И. Е. Репин. Портрет композитора М. П. Мусоргского
И. Е. Репин. Портрет композитора М. П. Мусоргского. 1881. Холст, масло. 72×58 см.
Такую невероятную гениальную художественную мысль, притаившуюся за тончайшей линией глаз, можно увидеть в немногих портретах. Композитор уже был смертельно ранен алкоголизмом, Репин это почувствовал и буквально в пару сеансов написал один из величайших портретов. Он написал бушевание страстей, спеленутых больничным халатом.
5. Снятые и неснятые фильмы
Мы не можем вообразить искусство XX века без той морфологии, через которую оно пришло в начале века и которая была названа экспериментом. Но на самом деле, скажем, поэзия футуристов, поэзия того же Хлебникова или Маяковского — это не эксперимент. Это естественное состояние, когда язык, слово воспринималось поэтом так же, как мог воспринимать его ребенок, только начинающий говорить.
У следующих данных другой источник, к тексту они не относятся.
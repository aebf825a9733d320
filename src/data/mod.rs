//! 数据加载模块
//!
//! 把磁盘上的数据集解析为网络训练所用的图像集。
//!
//! # 主要组件
//!
//! - [`Image`]: 带类别标签的单张图像
//! - [`ImageSet`]: 训练集 + 测试集 + 类别名 + 每个类别的one-hot目标
//! - [`ImageSetLoader`]: 按名字载入并缓存图像集
//! - [`datasets`]: MNIST（IDX格式）、CIFAR-10（二进制格式）与人脸数据集（PGM格式）的解析
//! - [`DataError`]: 数据加载错误类型
//!
//! # 使用示例
//!
//! ```ignore
//! use fishnet::data::ImageSetLoader;
//!
//! let mut loader = ImageSetLoader::new("./data");
//! let mnist = loader.load("mnist")?;
//! println!("{}个训练样本", mnist.training.len());
//! ```

pub mod datasets;
mod error;
mod image_set;
mod loader;

#[cfg(test)]
mod tests;

pub use error::DataError;
pub use image_set::{Image, ImageSet};
pub use loader::{DatasetInfo, ImageSetLoader};
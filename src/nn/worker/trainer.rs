/*
 * @Author       : 老董
 * @Date         : 2024-03-16
 * @Description  : 单个工作线程的私有状态与逐样本算法
 *
 * 每个`Worker`独占一整套逐层的临时张量（激活值、导数、误差、梯度累加器、dropout掩码），
 * 在整个训练过程中被反复覆写；工作线程之间没有任何共享的可变张量。
 */

use rand::rngs::StdRng;

use crate::data::Image;
use crate::nn::cost::CostFunction;
use crate::nn::dropout::DropoutMask;
use crate::nn::layer::{Gradients, Layer, TraitLayer, WeightMode};
use crate::tensor::Tensor;

pub(crate) struct Worker {
    /// 每层施加激活函数之后的输出
    activations: Vec<Tensor>,
    /// 带权重层的激活函数导数（无激活函数时恒为1），池化层为`None`
    derivatives: Vec<Option<Tensor>>,
    /// 每层输出端的误差
    deltas: Vec<Tensor>,
    /// 带权重层的梯度累加器
    gradients: Vec<Option<Gradients>>,
    /// 使用dropout的全连接层的掩码
    masks: Vec<Option<DropoutMask>>,
    rng: StdRng,

    pub(crate) training_cost: f64,
    pub(crate) testing_cost: f64,
    pub(crate) number_correct: usize,
}

impl Worker {
    pub(crate) fn new(layers: &[Layer], rng: StdRng) -> Self {
        let mut activations = Vec::with_capacity(layers.len());
        let mut derivatives = Vec::with_capacity(layers.len());
        let mut deltas = Vec::with_capacity(layers.len());
        let mut gradients = Vec::with_capacity(layers.len());
        let mut masks = Vec::with_capacity(layers.len());

        for layer in layers {
            let shape = layer.output_shape().tensor_shape();
            activations.push(Tensor::zeros(shape));
            deltas.push(Tensor::zeros(shape));
            match layer.parameters() {
                Some(params) => {
                    let mut derivative = Tensor::zeros(shape);
                    derivative.fill(1.0);
                    derivatives.push(Some(derivative));
                    gradients.push(Some(params.zero_gradients()));
                }
                None => {
                    derivatives.push(None);
                    gradients.push(None);
                }
            }
            let keep_probability = layer.keep_probability();
            masks.push(
                (keep_probability < 1.0)
                    .then(|| DropoutMask::new(keep_probability, layer.output_shape().size())),
            );
        }

        Self {
            activations,
            derivatives,
            deltas,
            gradients,
            masks,
            rng,
            training_cost: 0.0,
            testing_cost: 0.0,
            number_correct: 0,
        }
    }

    pub(crate) fn gradients(&self) -> &[Option<Gradients>] {
        &self.gradients
    }

    pub(crate) fn reset_statistics(&mut self) {
        self.training_cost = 0.0;
        self.testing_cost = 0.0;
        self.number_correct = 0;
    }

    /// 输出层的激活值
    fn outputs(&self) -> &Tensor {
        &self.activations[self.activations.len() - 1]
    }

    /// 清零梯度累加器后，对本工作线程分到的每个样本做一次反向传播并累积梯度
    pub(crate) fn train_on_mini_batch(
        &mut self,
        layers: &[Layer],
        cost_function: CostFunction,
        images: &[&Image],
        targets: &[Tensor],
    ) {
        for gradients in self.gradients.iter_mut().flatten() {
            gradients.set_all_to_zero();
        }
        for image in images {
            self.back_propagate(layers, cost_function, &image.data, &targets[image.category]);
        }
    }

    /// 用测试权重逐个前向传播，累计预测正确的个数与总代价
    pub(crate) fn evaluate_accuracy(
        &mut self,
        layers: &[Layer],
        cost_function: CostFunction,
        images: &[Image],
        targets: &[Tensor],
    ) {
        for image in images {
            self.feed_forward(layers, &image.data, WeightMode::Testing);
            let outputs = self.outputs();
            let correct = outputs.highest_value_index() == image.category;
            let cost = cost_function.total_cost(outputs, &targets[image.category]);
            if correct {
                self.number_correct += 1;
            }
            self.testing_cost += cost;
        }
    }

    /// 用测试权重对每张图像给出预测的类别
    pub(crate) fn classify(&mut self, layers: &[Layer], images: &[Image], results: &mut [usize]) {
        debug_assert_eq!(images.len(), results.len());
        for (image, result) in images.iter().zip(results.iter_mut()) {
            self.feed_forward(layers, &image.data, WeightMode::Testing);
            *result = self.outputs().highest_value_index();
        }
    }

    /// 推理用的前向传播（不使用dropout，不计算导数）
    fn feed_forward(&mut self, layers: &[Layer], input: &Tensor, mode: WeightMode) {
        for (li, layer) in layers.iter().enumerate() {
            let (before, rest) = self.activations.split_at_mut(li);
            let layer_input = if li == 0 { input } else { &before[li - 1] };
            let output = &mut rest[0];
            layer.feed_forward(layer_input, output, None, mode);
            if let Some(activation) = layer.activation() {
                activation.apply_in_place(output);
            }
        }
    }

    /// 单个训练样本：带dropout的前向传播 → 计算代价 → 逐层反向传播误差并累积梯度
    fn back_propagate(
        &mut self,
        layers: &[Layer],
        cost_function: CostFunction,
        input: &Tensor,
        target: &Tensor,
    ) {
        let Self {
            activations,
            derivatives,
            deltas,
            gradients,
            masks,
            rng,
            training_cost,
            ..
        } = self;

        for (li, layer) in layers.iter().enumerate() {
            let (before, rest) = activations.split_at_mut(li);
            let layer_input = if li == 0 { input } else { &before[li - 1] };
            let output = &mut rest[0];
            let mask = masks[li].as_mut().map(|mask| {
                mask.randomize(rng);
                &*mask
            });
            layer.feed_forward(layer_input, output, mask, WeightMode::Training);
            if let Some(activation) = layer.activation() {
                if let Some(derivative) = derivatives[li].as_mut() {
                    for (d, &x) in derivative.as_slice_mut().iter_mut().zip(output.as_slice()) {
                        *d = activation.derivative(x);
                    }
                }
                activation.apply_in_place(output);
            }
        }

        let last = layers.len() - 1;
        *training_cost += cost_function.total_cost(&activations[last], target);
        // 交叉熵配合Sigmoid输出时，该导数已经是对输出层原始激活值的误差，不再乘以激活函数的导数
        cost_function.calculate_derivatives(&activations[last], target, &mut deltas[last]);

        for li in (0..=last).rev() {
            let layer = &layers[li];
            let mask = masks[li].as_ref();
            if li != last {
                if let Some(derivative) = derivatives[li].as_ref() {
                    deltas[li] *= derivative;
                }
            }
            if let Some(gradients) = gradients[li].as_mut() {
                let prev_activations = if li == 0 { input } else { &activations[li - 1] };
                layer.update_weight_and_bias_errors(&deltas[li], prev_activations, gradients, mask);
            }
            if li > 0 {
                let (before, rest) = deltas.split_at_mut(li);
                layer.backpropagate_error(
                    &rest[0],
                    &mut before[li - 1],
                    &activations[li - 1],
                    &activations[li],
                    mask,
                );
            }
        }
    }
}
Так начинается глава «Тот самый фильм о любви, который мне так и не пришлось снять, или Слово-объектив». Глава о любви к Маяковскому — разному, со всей биографией, и о самом первом в жизни режиссера Норштейна замысле фильма, оставшегося навсегда только в экспликациях и эскизах. В несбывшемся. У этого фильма многого стоил (конечно же, невозможный в 70-х) уже хотя бы финал:
И уже после трагедии самоубийства должен был быть кадр, который я назвал бы «Освобождение Маяковского». Виделось, как по шоссе, разогретому солнцем так, что асфальт уже кажется расплавленным ослепляющим металлом, идут четыре Маяковских: «Медведь», Маяковский десятых годов, в цилиндре и плаще, Маяковский-Щен и тот Маяковский, каким он себя делал — агитатор-горлан. Они идут и балагурят, и хохочут под звуки аргентинского танго, не обращая на нас никакого внимания. Идут и уходят совсем...
Но сам я на этом уже закончу эту нескладную и однобокую попытку конспекта, потому что дальше в книге еще много иллюстрированных рассказов о все новых и знаменитых работах и замыслах Мастера. Но я уже завтра отправляюсь по шоссе, разогретому солнцем так, что асфальт уже кажется расплавленным ослепляющим металлом, в дальний путь, и беру эту книгу с собой.

Comments

( 4 comments — Leave a comment )
mike67
Aug. 1st, 2010 12:53 pm (UTC)
Очень интересно.
baspr
Aug. 1st, 2010 04:44 pm (UTC)
Искусствоведы - такие искусствоведы, ага.
auraz
Aug. 7th, 2010 04:26 pm (UTC)
Привет! Спасибо! Можно излагать четче? )Чтобы читалось легче.
fregimus
Aug. 7th, 2010 09:25 pm (UTC)
А Вы возьмитесь да и отредактируйте, чтоб читалось легче.